CONFLICT, noun [Latin , to strike, to flog, to lick.]
1. A striking or dashing against each other, as of two moving bodies in opposition; violent collision of substances; as a conflict of elements, or waves; a conflict of particles in ebulltion.
2. A fighting; combat, as between men, and applicable to individuals or to armies; as, the conflict was long and desperate.
3. Contention; strife; contest.
In our last conflict four of his five wits went halting off.
4. Struggling with difficulties; a striving to oppose, or overcome.
The good man has a perpetual conflict with his evil propensities.
5. A struggling of the mind; distress; anxiety.
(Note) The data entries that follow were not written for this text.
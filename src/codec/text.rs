//! Textual forms of numbers and dates inside record payloads.

use chrono::{DateTime, NaiveDateTime, Utc};

/// RFC-1123 layout, always in GMT: `Thu, 01 Jan 1970 00:00:00 GMT`.
const RFC1123_FORMAT: &str = "%a, %d %b %Y %H:%M:%S GMT";

/// Decimal text of a number.
///
/// Non-finite values use `NaN`, `Infinity` and `-Infinity`, and negative
/// zero prints as `0`.
pub fn format_number(n: f64) -> String {
    if n.is_nan() {
        "NaN".to_string()
    } else if n.is_infinite() {
        if n.is_sign_positive() {
            "Infinity".to_string()
        } else {
            "-Infinity".to_string()
        }
    } else if n == 0.0 {
        "0".to_string()
    } else {
        n.to_string()
    }
}

/// Parse the decimal text of a number. Anything unparseable is NaN.
pub fn parse_number(text: &str) -> f64 {
    match text.trim() {
        "Infinity" | "+Infinity" => f64::INFINITY,
        "-Infinity" => f64::NEG_INFINITY,
        "" => f64::NAN,
        other => other.parse().unwrap_or(f64::NAN),
    }
}

pub fn format_date(date: &DateTime<Utc>) -> String {
    date.format(RFC1123_FORMAT).to_string()
}

/// Parse an RFC-1123/RFC-2822 date, falling back to RFC-3339.
///
/// Years outside `0000..=9999` are written with a sign (`+10000`, `-0001`),
/// which RFC-2822 rejects; those are read back with the layout they were
/// written in.
pub fn parse_date(text: &str) -> Option<DateTime<Utc>> {
    let text = text.trim();
    DateTime::parse_from_rfc2822(text)
        .or_else(|_| DateTime::parse_from_rfc3339(text))
        .map(|d| d.with_timezone(&Utc))
        .or_else(|_| NaiveDateTime::parse_from_str(text, RFC1123_FORMAT).map(|d| d.and_utc()))
        .ok()
}

#[cfg(test)]
mod tests {
    use super::*;
    use chrono::NaiveDate;

    #[test]
    fn test_format_number() {
        assert_eq!(format_number(1.0), "1");
        assert_eq!(format_number(-2.5), "-2.5");
        assert_eq!(format_number(-0.0), "0");
        assert_eq!(format_number(f64::NAN), "NaN");
        assert_eq!(format_number(f64::NEG_INFINITY), "-Infinity");
    }

    #[test]
    fn test_parse_number() {
        assert_eq!(parse_number("42"), 42.0);
        assert_eq!(parse_number(" 0.25 "), 0.25);
        assert_eq!(parse_number("Infinity"), f64::INFINITY);
        assert!(parse_number("twelve").is_nan());
        assert!(parse_number("").is_nan());
    }

    #[test]
    fn test_epoch_is_rfc1123() {
        let epoch = DateTime::from_timestamp(0, 0).unwrap();
        assert_eq!(format_date(&epoch), "Thu, 01 Jan 1970 00:00:00 GMT");
        assert_eq!(parse_date("Thu, 01 Jan 1970 00:00:00 GMT"), Some(epoch));
    }

    #[test]
    fn test_signed_years_roundtrip() {
        for year in [10000, -1, 0, 9999] {
            let date = NaiveDate::from_ymd_opt(year, 6, 1)
                .unwrap()
                .and_hms_opt(12, 30, 5)
                .unwrap()
                .and_utc();
            let text = format_date(&date);
            assert_eq!(parse_date(&text), Some(date), "{text}");
        }
        let far = NaiveDate::from_ymd_opt(10000, 6, 1).unwrap().and_hms_opt(0, 0, 0).unwrap();
        assert!(format_date(&far.and_utc()).contains("+10000"));
    }

    #[test]
    fn test_parse_date_fallbacks() {
        let expected = DateTime::from_timestamp(1_700_000_000, 0).unwrap();
        assert_eq!(parse_date("2023-11-14T22:13:20Z"), Some(expected));
        assert_eq!(parse_date("not a date"), None);
    }
}
//! Record tags and header layout.

use std::fmt;
use std::str::FromStr;

/// Length of every tag in characters.
pub const TAG_LEN: usize = 8;

/// Tag plus the separator; the payload starts at this offset.
pub const HEADER_LEN: usize = TAG_LEN + 1;

/// Records shorter than this carry no value.
pub const MIN_RECORD_LEN: usize = HEADER_LEN + 1;

/// Separator written between tag and payload.
pub const SEPARATOR: char = '|';

/// Discriminator at the start of every encoded record.
#[derive(Debug, Clone, Copy, PartialEq, Eq, Hash)]
pub enum Tag {
    Date,
    Pattern,
    /// Pattern whose payload also carries flags: `flags|source`.
    FlaggedPattern,
    Number,
    Boolean,
    String,
    Structured,
    Absent,
}

impl Tag {
    pub const ALL: [Tag; 8] = [
        Tag::Date,
        Tag::Pattern,
        Tag::FlaggedPattern,
        Tag::Number,
        Tag::Boolean,
        Tag::String,
        Tag::Structured,
        Tag::Absent,
    ];

    pub const fn as_str(self) -> &'static str {
        match self {
            Tag::Date => "__date__",
            Tag::Pattern => "__expr__",
            Tag::FlaggedPattern => "__exfl__",
            Tag::Number => "__numb__",
            Tag::Boolean => "__bool__",
            Tag::String => "__strn__",
            Tag::Structured => "__objt__",
            Tag::Absent => "__none__",
        }
    }

    /// Build a full record from this tag and a payload.
    pub fn record(self, payload: &str) -> String {
        let mut record = String::with_capacity(HEADER_LEN + payload.len());
        record.push_str(self.as_str());
        record.push(SEPARATOR);
        record.push_str(payload);
        record
    }
}

impl fmt::Display for Tag {
    fn fmt(&self, f: &mut fmt::Formatter<'_>) -> fmt::Result {
        f.write_str(self.as_str())
    }
}

/// Error returned when a prefix is not a known tag.
#[derive(Debug, Clone, PartialEq, Eq)]
pub struct UnknownTag(pub String);

impl fmt::Display for UnknownTag {
    fn fmt(&self, f: &mut fmt::Formatter<'_>) -> fmt::Result {
        write!(f, "unknown record tag '{}'", self.0)
    }
}

impl std::error::Error for UnknownTag {}

impl FromStr for Tag {
    type Err = UnknownTag;

    fn from_str(s: &str) -> Result<Self, Self::Err> {
        Tag::ALL
            .into_iter()
            .find(|tag| tag.as_str() == s)
            .ok_or_else(|| UnknownTag(s.to_string()))
    }
}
Colossians 2:1.
6. The last struggle of life; agony; as the conflict with death.
7. Opposing operations; countervailing action; collision; opposition.
In exercising the right of freemen, the man of religion experiences no conflict between his duty and his inclination.
CONFLICT, verb intransitive
1. To strike or dash against; to meet and oppose, as bodies driven by violence; as conflicting waves or elements.
2. To drive or strike against, as contending men, or armies; to fight; to contend with violence; as conflicting armies.
3. To strive or struggle to resist and overcome; as men conflicting with difficulties.
4. To be in opposition or contradictory.
The laws of the United States and of the individual States, may, in some cases, conflict with each other.